Brain imaging data were obtained using both F-18 FDG PET and rsfMRI brain. One patient has sensorineural hearing loss at the left ear. We observed abnormal brain connectivity in the left temporal region. The primary auditory cortex is found in the temporal lobe and plays a major role in the ability to perceive sounds; dominant function is found on the left side of the brain [32]. Thus, abnormal brain connectivity in the primary auditory cortex might explain the symptoms in this patient. Most patients had multiple neurological symptoms including fatigue/myalgia, depression, anxiety, MCI, negative mood, loss of taste, and smell. In these patients, we found multiple hypometabolic areas of the frontal, parietal, temporal, and occipital lobes as well as in the thalamus, which is assumed as global abnormal brain connectivity. Our results are concordance with Blazhenets et al. [19], showing hypometabolism in multiple areas of the neocortex with frontoparietal predominance, but differed from Sollini et al. [15] and Guedj et al. [17] at multiple hypometabolic areas in the brain, such as right temporal lobe, orbitofrontal gyrus, right thalamus, bilateral pons/medulla, bilateral cerebellum, and parahippocampal gyrus. However, there are still limited data regarding the effects of post-acute COVID-19 on the brain. Furthermore, patients with COVID-19 might have neuropsychological sequelae following COVID-19 that could affect F-18 FDG PET results [13, 33, 34].

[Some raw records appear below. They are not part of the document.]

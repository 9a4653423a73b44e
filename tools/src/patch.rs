//! Line-range patching with optimistic concurrency.
//!
//! Edits address the file's *original* 1-indexed line numbers. They are
//! applied from the highest `start_line` down, so no replacement shifts a
//! range that is still waiting to be applied. The whole result is written
//! back with a single atomic rename.

use std::borrow::Cow;
use std::fs;

use sandpatch_types::{EditLimits, EditSet, Fingerprint};
use sandpatch_utils::{AtomicWriteOptions, DiffStats, atomic_write_with_options, compute_diff_stats};
use serde_json::Value;
use tracing::{debug, warn};

use crate::ToolError;
use crate::fingerprint::fingerprint_bytes;
use crate::sandbox::{PathSandbox, ResolvedPath};

/// One patch call: a target path, untrusted edits, and an optional precondition.
#[derive(Debug, Clone)]
pub struct PatchRequest {
    pub path: String,
    /// Raw edit list, validated by the engine.
    pub edits: Value,
    /// `None` skips the concurrency check.
    pub expected_fingerprint: Option<Fingerprint>,
}

impl PatchRequest {
    pub fn new(path: impl Into<String>, edits: Value) -> Self {
        Self {
            path: path.into(),
            edits,
            expected_fingerprint: None,
        }
    }

    pub fn with_fingerprint(mut self, fingerprint: Fingerprint) -> Self {
        self.expected_fingerprint = Some(fingerprint);
        self
    }
}

/// Result of a successful patch.
#[derive(Debug, Clone)]
pub struct PatchOutcome {
    pub path: ResolvedPath,
    /// Fingerprint of the content now on disk.
    pub fingerprint: Fingerprint,
    pub edits_applied: usize,
    pub stats: DiffStats,
    /// `false` when the edits reproduced the original bytes and nothing was written.
    pub written: bool,
}

impl PatchOutcome {
    pub const STATUS: &'static str = "patched";
}

#[derive(Debug, Clone, Copy)]
pub struct PatchEngine<'a> {
    sandbox: &'a PathSandbox,
    limits: EditLimits,
}

impl<'a> PatchEngine<'a> {
    #[must_use]
    pub fn new(sandbox: &'a PathSandbox, limits: EditLimits) -> Self {
        Self { sandbox, limits }
    }

    pub fn apply_patch(&self, request: &PatchRequest) -> Result<PatchOutcome, ToolError> {
        let path = self.sandbox.resolve_for_write(&request.path)?;
        let meta = match fs::metadata(&path) {
            Ok(meta) => meta,
            Err(e) if e.kind() == std::io::ErrorKind::NotFound => {
                return Err(ToolError::NotFound {
                    path: request.path.clone(),
                });
            }
            Err(e) => return Err(ToolError::io(path.as_path(), e)),
        };
        if !meta.is_file() {
            return Err(ToolError::NotAFile {
                path: path.into_path_buf(),
            });
        }

        let original = fs::read(&path).map_err(|e| ToolError::io(path.as_path(), e))?;
        let current = fingerprint_bytes(&original);

        if let Some(expected) = &request.expected_fingerprint
            && *expected != current
        {
            warn!(
                path = %path,
                expected = %expected,
                actual = %current,
                "Fingerprint mismatch; refusing to patch"
            );
            return Err(ToolError::ConcurrentModification {
                path: path.into_path_buf(),
                expected: expected.clone(),
                actual: current,
            });
        }

        let edits = EditSet::parse(&request.edits, self.limits)?;
        let patched = splice_lines(&path, &original, &edits)?;

        if patched == original {
            debug!(path = %path, edits = edits.len(), "Patch reproduces original content; skipping write");
            return Ok(PatchOutcome {
                path,
                fingerprint: current,
                edits_applied: edits.len(),
                stats: DiffStats::default(),
                written: false,
            });
        }

        atomic_write_with_options(&path, &patched, AtomicWriteOptions::preserving(&meta))
            .map_err(|e| ToolError::io(path.as_path(), e))?;

        let stats = compute_diff_stats(&original, &patched);
        debug!(
            path = %path,
            edits = edits.len(),
            additions = stats.additions,
            deletions = stats.deletions,
            "Patched file"
        );
        Ok(PatchOutcome {
            path,
            fingerprint: fingerprint_bytes(&patched),
            edits_applied: edits.len(),
            stats,
            written: true,
        })
    }
}

/// Apply a validated edit set to `original`, returning the new bytes.
///
/// Every range is checked against the original line count before anything is spliced.
fn splice_lines(path: &ResolvedPath, original: &[u8], edits: &EditSet) -> Result<Vec<u8>, ToolError> {
    let mut lines: Vec<Cow<'_, [u8]>> = original
        .split_inclusive(|&b| b == b'\n')
        .map(Cow::Borrowed)
        .collect();
    let line_count = lines.len();

    for (index, edit) in edits.iter_descending() {
        if edit.end_line() as usize > line_count {
            return Err(ToolError::LineRangeOutOfBounds {
                path: path.as_path().to_path_buf(),
                index,
                start_line: edit.start_line(),
                end_line: edit.end_line(),
                line_count,
            });
        }
    }

    for (_, edit) in edits.iter_descending() {
        let start = edit.start_line() as usize - 1;
        let end = edit.end_line() as usize;
        let replacement = terminated(edit.replacement(), &lines[end - 1]);
        lines.drain(start..end);
        if !replacement.is_empty() {
            lines.insert(start, Cow::Owned(replacement));
        }
    }

    Ok(lines.concat())
}

/// Give a non-empty replacement the terminator of the last line it replaces,
/// unless it already ends with one.
fn terminated(replacement: &str, last_replaced: &[u8]) -> Vec<u8> {
    let mut bytes = replacement.as_bytes().to_vec();
    if bytes.is_empty() || bytes.ends_with(b"\n") {
        return bytes;
    }
    if last_replaced.ends_with(b"\r\n") {
        bytes.extend_from_slice(b"\r\n");
    } else if last_replaced.ends_with(b"\n") {
        bytes.push(b'\n');
    }
    bytes
}

#[cfg(test)]
mod tests {
    use std::fs;

    use sandpatch_types::{EditLimits, Fingerprint};
    use serde_json::json;
    use tempfile::tempdir;

    use super::{PatchEngine, PatchRequest, terminated};
    use crate::ToolError;
    use crate::fingerprint::fingerprint_bytes;
    use crate::sandbox::{PathSandbox, SandboxConfig};

    fn setup(content: &str) -> (tempfile::TempDir, PathSandbox) {
        let temp = tempdir().unwrap();
        let sandbox = PathSandbox::new(SandboxConfig::new(temp.path())).unwrap();
        fs::write(sandbox.root().join("file.txt"), content).unwrap();
        (temp, sandbox)
    }

    fn read(sandbox: &PathSandbox) -> String {
        fs::read_to_string(sandbox.root().join("file.txt")).unwrap()
    }

    #[test]
    fn replaces_a_single_line() {
        let (_temp, sandbox) = setup("a\nb\nc\n");
        let engine = PatchEngine::new(&sandbox, EditLimits::default());
        let outcome = engine
            .apply_patch(&PatchRequest::new(
                "file.txt",
                json!([{"start_line": 2, "end_line": 2, "replacement": "B\n"}]),
            ))
            .unwrap();
        assert_eq!(read(&sandbox), "a\nB\nc\n");
        assert!(outcome.written);
        assert_eq!(outcome.stats.additions, 1);
        assert_eq!(outcome.stats.deletions, 1);
        assert_eq!(outcome.fingerprint, fingerprint_bytes(b"a\nB\nc\n"));
    }

    #[test]
    fn empty_replacement_deletes_range() {
        let (_temp, sandbox) = setup("a\nb\nc\nd\n");
        let engine = PatchEngine::new(&sandbox, EditLimits::default());
        engine
            .apply_patch(&PatchRequest::new(
                "file.txt",
                json!([{"start_line": 2, "end_line": 3, "replacement": ""}]),
            ))
            .unwrap();
        assert_eq!(read(&sandbox), "a\nd\n");
    }

    #[test]
    fn multi_line_replacement_grows_file() {
        let (_temp, sandbox) = setup("a\nb\nc\n");
        let engine = PatchEngine::new(&sandbox, EditLimits::default());
        engine
            .apply_patch(&PatchRequest::new(
                "file.txt",
                json!([{"start_line": 2, "end_line": 2, "replacement": "x\ny\nz\n"}]),
            ))
            .unwrap();
        assert_eq!(read(&sandbox), "a\nx\ny\nz\nc\n");
    }

    #[test]
    fn missing_terminator_is_inherited() {
        assert_eq!(terminated("x", b"old\n"), b"x\n");
        assert_eq!(terminated("x", b"old\r\n"), b"x\r\n");
        assert_eq!(terminated("x", b"old"), b"x");
        assert_eq!(terminated("x\n", b"old\r\n"), b"x\n");
        assert_eq!(terminated("", b"old\n"), b"");
    }

    #[test]
    fn replacement_without_newline_does_not_fuse_lines() {
        let (_temp, sandbox) = setup("a\nb\nc\n");
        let engine = PatchEngine::new(&sandbox, EditLimits::default());
        engine
            .apply_patch(&PatchRequest::new(
                "file.txt",
                json!([{"start_line": 1, "end_line": 1, "replacement": "A"}]),
            ))
            .unwrap();
        assert_eq!(read(&sandbox), "A\nb\nc\n");
    }

    #[test]
    fn replacing_with_original_content_skips_write() {
        let (_temp, sandbox) = setup("a\nb\nc\n");
        let engine = PatchEngine::new(&sandbox, EditLimits::default());
        let outcome = engine
            .apply_patch(&PatchRequest::new(
                "file.txt",
                json!([{"start_line": 2, "end_line": 3, "replacement": "b\nc\n"}]),
            ))
            .unwrap();
        assert!(!outcome.written);
        assert_eq!(read(&sandbox), "a\nb\nc\n");
    }

    #[test]
    fn last_line_without_newline_can_be_replaced() {
        let (_temp, sandbox) = setup("a\nb");
        let engine = PatchEngine::new(&sandbox, EditLimits::default());
        engine
            .apply_patch(&PatchRequest::new(
                "file.txt",
                json!([{"start_line": 2, "end_line": 2, "replacement": "B"}]),
            ))
            .unwrap();
        assert_eq!(read(&sandbox), "a\nB");
    }

    #[test]
    fn out_of_bounds_reports_index_and_line_count() {
        let (_temp, sandbox) = setup("a\nb\n");
        let engine = PatchEngine::new(&sandbox, EditLimits::default());
        let err = engine
            .apply_patch(&PatchRequest::new(
                "file.txt",
                json!([
                    {"start_line": 1, "end_line": 1, "replacement": "A\n"},
                    {"start_line": 2, "end_line": 3, "replacement": ""}
                ]),
            ))
            .unwrap_err();
        match err {
            ToolError::LineRangeOutOfBounds {
                index, line_count, ..
            } => {
                assert_eq!(index, 1);
                assert_eq!(line_count, 2);
            }
            other => panic!("unexpected error: {other:?}"),
        }
        assert_eq!(read(&sandbox), "a\nb\n");
    }

    #[test]
    fn stale_fingerprint_leaves_file_untouched() {
        let (_temp, sandbox) = setup("a\n");
        let engine = PatchEngine::new(&sandbox, EditLimits::default());
        let stale = Fingerprint::from_hex("00").unwrap();
        let err = engine
            .apply_patch(
                &PatchRequest::new(
                    "file.txt",
                    json!([{"start_line": 1, "end_line": 1, "replacement": "b\n"}]),
                )
                .with_fingerprint(stale),
            )
            .unwrap_err();
        assert!(matches!(err, ToolError::ConcurrentModification { .. }));
        assert_eq!(read(&sandbox), "a\n");
    }

    #[test]
    fn missing_file_is_not_found() {
        let (_temp, sandbox) = setup("a\n");
        let engine = PatchEngine::new(&sandbox, EditLimits::default());
        let err = engine
            .apply_patch(&PatchRequest::new(
                "nope.txt",
                json!([{"start_line": 1, "end_line": 1, "replacement": ""}]),
            ))
            .unwrap_err();
        assert!(matches!(err, ToolError::NotFound { path } if path == "nope.txt"));
    }

    #[test]
    fn directory_is_not_a_file() {
        let (_temp, sandbox) = setup("a\n");
        fs::create_dir(sandbox.root().join("dir")).unwrap();
        let engine = PatchEngine::new(&sandbox, EditLimits::default());
        let err = engine
            .apply_patch(&PatchRequest::new(
                "dir",
                json!([{"start_line": 1, "end_line": 1, "replacement": ""}]),
            ))
            .unwrap_err();
        assert!(matches!(err, ToolError::NotAFile { .. }));
    }

    #[test]
    fn crlf_content_is_preserved_outside_edits() {
        let (_temp, sandbox) = setup("a\r\nb\r\nc\r\n");
        let engine = PatchEngine::new(&sandbox, EditLimits::default());
        engine
            .apply_patch(&PatchRequest::new(
                "file.txt",
                json!([{"start_line": 2, "end_line": 2, "replacement": "B"}]),
            ))
            .unwrap();
        assert_eq!(read(&sandbox), "a\r\nB\r\nc\r\n");
    }
}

The pathophysiology of brain change in post-acute COVID-19 might be related to changes in brain parenchyma and blood brain barrier during SARS-CoV-2 infection, resulting in encephalitis; another mechanism might be associated with dysfunctional lymphatic drainage [2]. Even though post-acute COVID-19 is associated with various symptoms of neuropsychological and neurocognitive abnormalities, recent studies [35] showed that patients with cognitive impairment following COVID-19 had significant improvement in both clinical and F-18 FDG PET findings at 6-month follow-up compared with baseline.

Conclusion

The whole body F-18 FDG PET can be a potential tool for the assessment of inflammatory process and hyperinflammatory etiology with multiple organ involvement, particularly lesions in skeletal muscle, vascular wall, and lung, as well as, multiple brain abnormalities in post-acute COVID-19. Nonetheless, further studies in a larger sample size are recommended to elucidate and ratify the outcomes.